Respond: Develop and implement the appropriate activities to take action regarding a detected internet security breach.
10) Response Plans are executed, maintained and communicated — Ensure your staff is prepared to respond and contain an internet security breach. Staff should know their role and how to communicate and contain breaches. For example, employees should report suspicious activities (e.g., phishing attempts or unauthorized access) to management and appropriate authorities. Understand who your internal and external stakeholders are and how to get in touch with law enforcement agencies.

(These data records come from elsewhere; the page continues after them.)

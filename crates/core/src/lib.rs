//! `stockroom-core`: domain foundation building blocks.
//!
//! This crate contains **pure domain** primitives (no infrastructure concerns).

pub mod entity;
pub mod error;
pub mod id;
pub mod value_object;

pub use entity::Entity;
pub use error::{DomainError, DomainResult, EntityKind};
pub use id::{ItemId, WarehouseId};
pub use value_object::ValueObject;
//! HTML front end.
//!
//! Form handlers mirror the JSON endpoints but answer with redirects and
//! flash messages instead of JSON bodies.

use std::sync::Arc;

use axum::{
    extract::{Extension, Path, Query},
    http::StatusCode,
    Form,
};
use serde::Deserialize;
use tera::Context;

use stockroom_core::DomainError;
use stockroom_inventory::{Warehouse, WarehousePatch};

use crate::app::dto::WarehouseResponse;
use crate::app::errors;
use crate::app::html::{redirect_with_flash, Flash, FlashQuery, Pages};
use crate::app::routes::common::{parse_item_id, parse_warehouse_id};
use crate::app::routes::items::ITEM_REMOVED;
use crate::app::routes::warehouses::WAREHOUSE_DELETED;
use crate::app::services::AppServices;

pub const WAREHOUSE_UPDATED: &str = "Warehouse updated successfully";

#[derive(Debug, Default, Deserialize)]
pub struct EditWarehouseForm {
    pub name: Option<String>,
    pub location: Option<String>,
    pub description: Option<String>,
}

pub async fn index(
    Extension(services): Extension<Arc<AppServices>>,
    Extension(pages): Extension<Arc<Pages>>,
    Query(flash): Query<FlashQuery>,
) -> axum::response::Response {
    let warehouses = match services.warehouses.list_warehouses().await {
        Ok(all) => all,
        Err(e) => return page_failure(&pages, e),
    };

    let mut context = Context::new();
    context.insert(
        "warehouses",
        &warehouses.iter().map(WarehouseResponse::from).collect::<Vec<_>>(),
    );
    pages.render(StatusCode::OK, "index.html", context, flash.into_flash())
}

pub async fn view_warehouse(
    Extension(services): Extension<Arc<AppServices>>,
    Extension(pages): Extension<Arc<Pages>>,
    Path(id): Path<String>,
    Query(flash): Query<FlashQuery>,
) -> axum::response::Response {
    let warehouse = match load_warehouse(&services, &id).await {
        Ok(w) => w,
        Err(e) => return page_failure(&pages, e),
    };

    let mut context = Context::new();
    context.insert("warehouse", &WarehouseResponse::from(&warehouse));
    pages.render(StatusCode::OK, "view.html", context, flash.into_flash())
}

pub async fn edit_warehouse_form(
    Extension(services): Extension<Arc<AppServices>>,
    Extension(pages): Extension<Arc<Pages>>,
    Path(id): Path<String>,
) -> axum::response::Response {
    match load_warehouse(&services, &id).await {
        Ok(w) => render_edit(&pages, StatusCode::OK, &w, None),
        Err(e) => page_failure(&pages, e),
    }
}

/// Full replacement: a field missing from the form is cleared.
///
/// Validation failures re-render the form with status 400 and the stored
/// values.
pub async fn edit_warehouse_submit(
    Extension(services): Extension<Arc<AppServices>>,
    Extension(pages): Extension<Arc<Pages>>,
    Path(id): Path<String>,
    Form(form): Form<EditWarehouseForm>,
) -> axum::response::Response {
    let current = match load_warehouse(&services, &id).await {
        Ok(w) => w,
        Err(e) => return page_failure(&pages, e),
    };

    let patch = WarehousePatch::replace_all(
        form.name.unwrap_or_default(),
        form.location.unwrap_or_default(),
        form.description.unwrap_or_default(),
    );

    match services.warehouses.update_warehouse(current.id_typed(), patch).await {
        Ok(_) => redirect_with_flash("/", &Flash::success(WAREHOUSE_UPDATED)),
        Err(e) if e.is_validation() => {
            tracing::info!(error = %e, "warehouse edit rejected");
            render_edit(&pages, StatusCode::BAD_REQUEST, &current, Some(e.to_string()))
        }
        Err(e) => page_failure(&pages, e),
    }
}

pub async fn delete_warehouse_submit(
    Extension(services): Extension<Arc<AppServices>>,
    Extension(pages): Extension<Arc<Pages>>,
    Path(id): Path<String>,
) -> axum::response::Response {
    let Some(id) = parse_warehouse_id(&id) else {
        return page_failure(&pages, DomainError::warehouse_not_found());
    };

    match services.warehouses.delete_warehouse(id).await {
        Ok(()) => redirect_with_flash("/", &Flash::success(WAREHOUSE_DELETED)),
        Err(e) => page_failure(&pages, e),
    }
}

/// An item that is missing (or lives in another warehouse) becomes an error
/// flash on the warehouse page rather than a 404.
pub async fn remove_item_submit(
    Extension(services): Extension<Arc<AppServices>>,
    Extension(pages): Extension<Arc<Pages>>,
    Path((id, item_id)): Path<(String, String)>,
) -> axum::response::Response {
    let Some(warehouse_id) = parse_warehouse_id(&id) else {
        return page_failure(&pages, DomainError::warehouse_not_found());
    };
    let view = format!("/warehouses/{warehouse_id}/view");

    let Some(item_id) = parse_item_id(&item_id) else {
        return redirect_with_flash(&view, &Flash::error("Item not found"));
    };

    match services.warehouses.remove_item(warehouse_id, item_id).await {
        Ok(()) => redirect_with_flash(&view, &Flash::success(ITEM_REMOVED)),
        Err(e) if e.is_not_found() => redirect_with_flash(&view, &Flash::error("Item not found")),
        Err(e) => page_failure(&pages, e),
    }
}

async fn load_warehouse(services: &AppServices, raw_id: &str) -> Result<Warehouse, DomainError> {
    let id = parse_warehouse_id(raw_id).ok_or_else(DomainError::warehouse_not_found)?;
    services.warehouses.get_warehouse(id).await
}

fn render_edit(pages: &Pages, status: StatusCode, warehouse: &Warehouse, error: Option<String>) -> axum::response::Response {
    let mut context = Context::new();
    context.insert("warehouse", &WarehouseResponse::from(warehouse));
    context.insert("error", &error);
    pages.render(status, "edit.html", context, None)
}

fn page_failure(pages: &Pages, err: DomainError) -> axum::response::Response {
    let status = errors::status_for(&err);
    if status.is_server_error() {
        tracing::error!(error = %err, "page request failed");
    }
    pages.error_page(status, &errors::public_message(&err))
}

11) Mitigation of security breaches — Ensure incidents are contained and mitigated. For example, you may have to take that malware-infected laptop or web server offline to prevent the spread of malicious software or access to the rest of your network. Preserve logs and document activity as needed for forensics or legal requirements or to assist in potential law enforcement efforts. Address vulnerabilities to ensure breaches or infection does not happen again. Finally, analyze breaches to understand lessons learned through appropriate sharing of information and security awareness training.
Recover: Develop and implement the appropriate activities to maintain plans for resilience and to restore capabilities or services that were impaired due to a security breach.
12) Recovery planning, improvements, and communication – Ensure your business has a plan to recover systems or services affected by an internet security breach. Incorporate lessons learned to improve future response and recovery process. Communicate recovery activities to internal and external parties (such as victims, ISPs, vendors and coordinating centers). Finally, manage public relations and repair any damaged reputation as appropriate.
In conclusion, these safeguards may give you some ideas on how to improve security in your business being a startup, small business or complement your existing security program.